Stanford University

Sensing Behavioral Change over Time: Using Within-Person Variability Features from Mobile Sensing to Predict Personality Traits

Wang, W., Harari, G. M., Wang, R., Müller, S. R., Mirjafari, S., Masaba, K., & Campbell, A. T. (2018) Sensing Behavioral Change over Time: Using Within-Person Variability Features from Mobile Sensing to Predict Personality Traits, Proceedings of the ACM on Interactive, Mobile, Wearable and Ubiquitous Technologies, 2 (3), doi>10.1145/3264951.

Abstract

Personality traits describe individual differences in patterns of thinking, feeling, and behaving (“between-person” variability). But individuals also show changes in their own patterns over time (“within-person” variability). Existing approaches to measuring within-person variability typically rely on self-report methods that do not account for fine-grained behavior change patterns (e.g., hour-by-hour). In this paper, we use passive sensing data from mobile phones to examine the extent to which within-person variability in behavioral patterns can predict self-reported personality traits. Data were collected from 646 college students who participated in a self-tracking assignment for 14 days. To measure variability in behavior, we focused on 5 sensed behaviors (ambient audio amplitude, exposure to human voice, physical activity, phone usage, and location data) and computed 4 within-person variability features (simple standard deviation, circadian rhythm, regularity index, and flexible regularity index). We identified a number of significant correlations between the within-person variability features and the self-reported personality traits.
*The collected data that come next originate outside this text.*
//! Configuration for the contour extraction stage

use crate::contour::ContourBuildFlags;
use navgen_common::{Error, Result};

/// Parameters controlling contour simplification
#[derive(Debug, Clone)]
pub struct ContourBuildConfig {
    /// The maximum distance a simplified contour's border edges should
    /// deviate from the original raw contour, in world units
    pub max_simplification_error: f32,
    /// The maximum allowed length for contour edges along the border of the
    /// mesh, in cells. Zero disables edge splitting.
    pub max_edge_len: i32,
    /// Which edge classes get tessellated by the length-split pass
    pub flags: ContourBuildFlags,
}

impl Default for ContourBuildConfig {
    fn default() -> Self {
        Self {
            max_simplification_error: 1.3,
            max_edge_len: 12,
            flags: ContourBuildFlags::default(),
        }
    }
}

impl ContourBuildConfig {
    /// Validates the configuration parameters
    pub fn validate(&self) -> Result<()> {
        if self.max_simplification_error < 0.0 {
            return Err(Error::InvalidInput(
                "negative simplification error".to_string(),
            ));
        }
        if self.max_edge_len < 0 {
            return Err(Error::InvalidInput("negative max edge length".to_string()));
        }
        Ok(())
    }
}

#[cfg(test)]
mod tests {
    use super::*;

    #[test]
    fn test_validate() {
        assert!(ContourBuildConfig::default().validate().is_ok());

        let bad = ContourBuildConfig {
            max_simplification_error: -1.0,
            ..Default::default()
        };
        assert!(bad.validate().is_err());

        let bad = ContourBuildConfig {
            max_edge_len: -4,
            ..Default::default()
        };
        assert!(bad.validate().is_err());
    }
}
/// Removes simplified vertices equal to their successor on the XZ plane
fn remove_degenerate_segments(simplified: &mut Vec<i32>) {
    let mut i = 0;
    while i < simplified.len() / 4 {
        let npts = simplified.len() / 4;
        let ni = (i + 1) % npts;
        if simplified[i * 4] == simplified[ni * 4]
            && simplified[i * 4 + 2] == simplified[ni * 4 + 2]
        {
            // Recheck the same index, the next vertex may be a duplicate too.
            simplified.drain(i * 4..i * 4 + 4);
        } else {
            i += 1;
        }
    }
}

/// Finds the closest mutually visible vertex pair between an outer contour and
/// a hole, returning (outer index, hole index).
///
/// A hole vertex is admissible for an outer vertex when it lies on or to the
/// left of both outer edges meeting there; collinear bridges are allowed so
/// axis-aligned grid contours can always connect.
fn closest_bridge(outer: &[i32], hole: &[i32]) -> Option<(usize, usize)> {
    let na = outer.len() / 4;
    let nb = hole.len() / 4;
    let mut closest = i32::MAX;
    let mut pair = None;

    for i in 0..na {
        let inext = (i + 1) % na;
        let iprev = (i + na - 1) % na;
        let va = &outer[i * 4..i * 4 + 4];
        let van = &outer[inext * 4..inext * 4 + 4];
        let vap = &outer[iprev * 4..iprev * 4 + 4];

        for j in 0..nb {
            let vb = &hole[j * 4..j * 4 + 4];
            if left_on(vap, va, vb) && left_on(va, van, vb) {
                let d = dist_sqr_2d(va, vb);
                if d < closest {
                    closest = d;
                    pair = Some((i, j));
                }
            }
        }
    }

    pair
}

/// Splices a hole into its outer contour across the bridge (ia, ib).
///
/// Both traversals re-emit their start vertex, producing the duplicated seam
/// vertices of the bridge. The hole's vertex array is emptied.
fn merge_contours(outer: &mut Contour, hole: &mut Contour, ia: usize, ib: usize) {
    let na = outer.verts.len() / 4;
    let nb = hole.verts.len() / 4;
    let mut verts = Vec::with_capacity((na + nb + 2) * 4);

    for i in 0..=na {
        let src = ((ia + i) % na) * 4;
        verts.extend_from_slice(&outer.verts[src..src + 4]);
    }
    for i in 0..=nb {
        let src = ((ib + i) % nb) * 4;
        verts.extend_from_slice(&hole.verts[src..src + 4]);
    }

    outer.verts = verts;
    hole.verts = Vec::new();
}

/// Merges every hole contour into an outer contour of the same region.
///
/// Holes without a matching outer contour, or without a visible bridge, are
/// left untouched.
fn merge_region_holes(contours: &mut [Contour]) {
    for i in 0..contours.len() {
        if contours[i].verts.is_empty() || polygon_area_2d(&contours[i].verts) >= 0 {
            continue;
        }

        let mut outer = None;
        for j in 0..contours.len() {
            if i == j || contours[j].verts.is_empty() {
                continue;
            }
            if contours[j].reg == contours[i].reg && polygon_area_2d(&contours[j].verts) > 0 {
                outer = Some(j);
                break;
            }
        }
        let Some(j) = outer else {
            log::warn!(
                "hole contour of region {} has no outer contour, keeping as-is",
                contours[i].reg
            );
            continue;
        };

        let (outer, hole) = if j < i {
            let (head, tail) = contours.split_at_mut(i);
            (&mut head[j], &mut tail[0])
        } else {
            let (head, tail) = contours.split_at_mut(j);
            (&mut tail[0], &mut head[i])
        };

        match closest_bridge(&outer.verts, &hole.verts) {
            Some((ia, ib)) => merge_contours(outer, hole, ia, ib),
            None => log::warn!(
                "no visible bridge between hole and outer contour of region {}",
                outer.reg
            ),
        }
    }
}

#[cfg(test)]
mod tests {
    use super::*;
    use crate::compact_heightfield::{CompactCell, CompactSpan};

    /// Builds a one-span-per-cell heightfield; `cell` returns (region, area)
    /// for open cells.
    fn grid_field(
        width: i32,
        height: i32,
        cell: impl Fn(i32, i32) -> Option<(u16, u8)>,
    ) -> CompactHeightfield {
        let mut chf = CompactHeightfield::new(
            width,
            height,
            Vec3::ZERO,
            Vec3::new(width as f32, 1.0, height as f32),
            1.0,
            1.0,
        );
        for y in 0..height {
            for x in 0..width {
                let ci = (x + y * width) as usize;
                if let Some((reg, area)) = cell(x, y) {
                    chf.cells[ci] = CompactCell {
                        index: chf.spans.len(),
                        count: 1,
                    };
                    chf.spans.push(CompactSpan::new(0, reg));
                    chf.areas.push(area);
                    chf.max_regions = chf.max_regions.max(reg & 0x7fff);
                } else {
                    chf.cells[ci] = CompactCell {
                        index: chf.spans.len(),
                        count: 0,
                    };
                }
            }
        }
        // Link neighbouring open cells.
        for y in 0..height {
            for x in 0..width {
                let ci = (x + y * width) as usize;
                if chf.cells[ci].count == 0 {
                    continue;
                }
                let si = chf.cells[ci].index;
                for dir in 0..4 {
                    let nx = x + dir_offset_x(dir);
                    let ny = y + dir_offset_y(dir);
                    if nx < 0 || ny < 0 || nx >= width || ny >= height {
                        continue;
                    }
                    if chf.cells[(nx + ny * width) as usize].count > 0 {
                        chf.spans[si].con[dir] = 0;
                    }
                }
            }
        }
        chf
    }

    fn vert_positions(contour: &Contour) -> Vec<(i32, i32)> {
        contour
            .verts
            .chunks_exact(4)
            .map(|v| (v[0], v[2]))
            .collect()
    }

    #[test]
    fn test_single_square_region() {
        let chf = grid_field(4, 4, |_, _| Some((1, 1)));
        let cset = ContourSet::build(&chf, 1.0, 0, ContourBuildFlags::default()).unwrap();

        assert_eq!(cset.contours.len(), 1);
        let contour = &cset.contours[0];
        assert_eq!(contour.reg, 1);
        assert_eq!(contour.nverts(), 4);
        assert!(polygon_area_2d(&contour.verts) > 0);

        let mut positions = vert_positions(contour);
        positions.sort_unstable();
        assert_eq!(positions, vec![(0, 0), (0, 4), (4, 0), (4, 4)]);
    }

    #[test]
    fn test_region_with_corner_notch() {
        // 4x4 square with one corner cell missing forms an L with 6 corners.
        let chf = grid_field(4, 4, |x, y| {
            if x == 3 && y == 3 {
                None
            } else {
                Some((1, 1))
            }
        });
        let cset = ContourSet::build(&chf, 0.1, 0, ContourBuildFlags::default()).unwrap();

        assert_eq!(cset.contours.len(), 1);
        let contour = &cset.contours[0];
        assert_eq!(contour.nverts(), 6);
        assert!(polygon_area_2d(&contour.verts) > 0);

        let mut positions = vert_positions(contour);
        positions.sort_unstable();
        assert_eq!(
            positions,
            vec![(0, 0), (0, 4), (3, 3), (3, 4), (4, 0), (4, 3)]
        );
    }

    #[test]
    fn test_annulus_merges_hole() {
        // 6x6 ring region around a 2x2 void.
        let in_hole = |x: i32, y: i32| (2..4).contains(&x) && (2..4).contains(&y);
        let chf = grid_field(6, 6, |x, y| if in_hole(x, y) { None } else { Some((1, 1)) });
        let cset = ContourSet::build(&chf, 0.1, 0, ContourBuildFlags::default()).unwrap();

        // Outer square and hole square merged into one polygon with two
        // duplicated seam vertices at the bridge.
        assert_eq!(cset.contours.len(), 1);
        let contour = &cset.contours[0];
        assert_eq!(contour.nverts(), 4 + 4 + 2);
        assert!(polygon_area_2d(&contour.verts) > 0);

        let mut counts = std::collections::HashMap::new();
        for pos in vert_positions(contour) {
            *counts.entry(pos).or_insert(0) += 1;
        }
        let dups: Vec<_> = counts.values().filter(|&&c| c == 2).collect();
        assert_eq!(dups.len(), 2);
        assert_eq!(counts.len(), 8);
    }

    #[test]
    fn test_long_edge_split() {
        let chf = grid_field(32, 2, |_, _| Some((1, 1)));

        let cset = ContourSet::build(&chf, 1.0, 8, ContourBuildFlags::default()).unwrap();
        assert_eq!(cset.contours.len(), 1);
        let split: Vec<_> = vert_positions(&cset.contours[0])
            .into_iter()
            .filter(|&(_, z)| z == 0)
            .collect();
        // 32-cell wall split into 4 edges of length 8.
        assert_eq!(split.len(), 5);

        let cset = ContourSet::build(&chf, 1.0, 0, ContourBuildFlags::default()).unwrap();
        let unsplit: Vec<_> = vert_positions(&cset.contours[0])
            .into_iter()
            .filter(|&(_, z)| z == 0)
            .collect();
        assert_eq!(unsplit.len(), 2);
    }

    #[test]
    fn test_portal_vertices_carry_neighbour_region() {
        // Two regions with different areas, split along x = 4.
        let chf = grid_field(8, 4, |x, _| {
            if x < 4 {
                Some((1, 1))
            } else {
                Some((2, 2))
            }
        });
        let cset = ContourSet::build(&chf, 1.0, 0, ContourBuildFlags::default()).unwrap();
        assert_eq!(cset.contours.len(), 2);

        for contour in &cset.contours {
            assert!(contour.nverts() >= 3);
            // Simplified vertices are pairwise distinct on the XZ plane.
            let positions = vert_positions(contour);
            for i in 0..positions.len() {
                assert_ne!(positions[i], positions[(i + 1) % positions.len()]);
            }
        }

        let region_one = cset.contours.iter().find(|c| c.reg == 1).unwrap();
        let portal: Vec<_> = region_one
            .verts
            .chunks_exact(4)
            .filter(|v| v[3] & REGION_MASK == 2)
            .collect();
        assert!(!portal.is_empty());
        // The area differs across the portal as well.
        assert!(portal.iter().any(|v| v[3] & AREA_BORDER != 0));
    }

    #[test]
    fn test_border_offset() {
        // 4x4 walkable region inside a one-cell border ring painted as four
        // distinct border regions, the way the upstream partitioning does.
        let mut chf = grid_field(6, 6, |x, y| {
            if x == 0 {
                Some((BORDER_REG | 1, 1))
            } else if x == 5 {
                Some((BORDER_REG | 2, 1))
            } else if y == 0 {
                Some((BORDER_REG | 3, 1))
            } else if y == 5 {
                Some((BORDER_REG | 4, 1))
            } else {
                Some((5, 1))
            }
        });
        chf.border_size = 1;

        let cset = ContourSet::build(&chf, 1.0, 0, ContourBuildFlags::default()).unwrap();
        assert_eq!(cset.width, 4);
        assert_eq!(cset.height, 4);
        assert_eq!(cset.border_size, 1);
        assert_eq!(cset.bmin.x, 1.0);
        assert_eq!(cset.bmax.x, 5.0);

        assert_eq!(cset.contours.len(), 1);
        let contour = &cset.contours[0];
        assert!(contour.nverts() >= 4);
        assert!(polygon_area_2d(&contour.verts) > 0);
        for (x, z) in vert_positions(contour) {
            assert!((0..=4).contains(&x));
            assert!((0..=4).contains(&z));
        }
    }

    #[test]
    fn test_remove_degenerate_segments() {
        let mut simplified = vec![
            0, 0, 0, 0, //
            0, 0, 0, 7, // same (x, z) as the previous vertex
            4, 0, 0, 0, //
            4, 0, 4, 0, //
        ];
        remove_degenerate_segments(&mut simplified);
        assert_eq!(simplified.len() / 4, 3);

        // A run of duplicates collapses to a single vertex.
        let mut simplified = vec![
            0, 0, 0, 0, //
            0, 0, 0, 1, //
            0, 0, 0, 2, //
            4, 0, 0, 0, //
            4, 0, 4, 0, //
        ];
        remove_degenerate_segments(&mut simplified);
        assert_eq!(simplified.len() / 4, 3);
        for (i, v) in simplified.chunks_exact(4).enumerate() {
            let next = simplified.chunks_exact(4).nth((i + 1) % 3).unwrap();
            assert!(v[0] != next[0] || v[2] != next[2]);
        }
    }

    #[test]
    fn test_closest_bridge_picks_nearest_visible_pair() {
        let outer = vec![
            0, 0, 0, 0, //
            0, 0, 10, 0, //
            10, 0, 10, 0, //
            10, 0, 0, 0, //
        ];
        let hole = vec![
            3, 0, 3, 0, //
            5, 0, 3, 0, //
            5, 0, 5, 0, //
            3, 0, 5, 0, //
        ];
        assert!(polygon_area_2d(&outer) > 0);
        assert!(polygon_area_2d(&hole) < 0);
        assert_eq!(closest_bridge(&outer, &hole), Some((0, 0)));
    }

    #[test]
    fn test_merge_contours_duplicates_seam() {
        let mut outer = Contour {
            verts: vec![
                0, 0, 0, 0, //
                0, 0, 10, 0, //
                10, 0, 10, 0, //
                10, 0, 0, 0, //
            ],
            raw_verts: Vec::new(),
            reg: 1,
            area: 1,
        };
        let mut hole = Contour {
            verts: vec![
                3, 0, 3, 0, //
                5, 0, 3, 0, //
                5, 0, 5, 0, //
                3, 0, 5, 0, //
            ],
            raw_verts: Vec::new(),
            reg: 1,
            area: 1,
        };

        merge_contours(&mut outer, &mut hole, 0, 0);
        assert!(hole.verts.is_empty());
        assert_eq!(outer.nverts(), 10);
        // The outer walk re-emits its start vertex before the hole block.
        assert_eq!(&outer.verts[0..3], &[0, 0, 0]);
        assert_eq!(&outer.verts[4 * 4..4 * 4 + 3], &[0, 0, 0]);
        // The hole walk re-emits its start vertex at the end.
        assert_eq!(&outer.verts[5 * 4..5 * 4 + 3], &[3, 0, 3]);
        assert_eq!(&outer.verts[9 * 4..9 * 4 + 3], &[3, 0, 3]);
    }

    #[test]
    fn test_hole_without_outer_is_kept() {
        let mut contours = vec![Contour {
            verts: vec![
                3, 0, 3, 0, //
                5, 0, 3, 0, //
                5, 0, 5, 0, //
                3, 0, 5, 0, //
            ],
            raw_verts: Vec::new(),
            reg: 9,
            area: 1,
        }];
        merge_region_holes(&mut contours);
        assert_eq!(contours.len(), 1);
        assert_eq!(contours[0].nverts(), 4);
    }
}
Finally, we designed a model to predict the personality traits from the within-person variability features. Our results show that we can predict personality traits with good accuracy. The resulting predictions correlate with self-reported personality traits in the range of r = 0.32, MAE = 0.45 (for Openness in iOS users) to r = 0.69, MAE = 0.55 (for Extraversion in Android users). Our results suggest that within-person variability features from smartphone data has potential for passive personality assessment.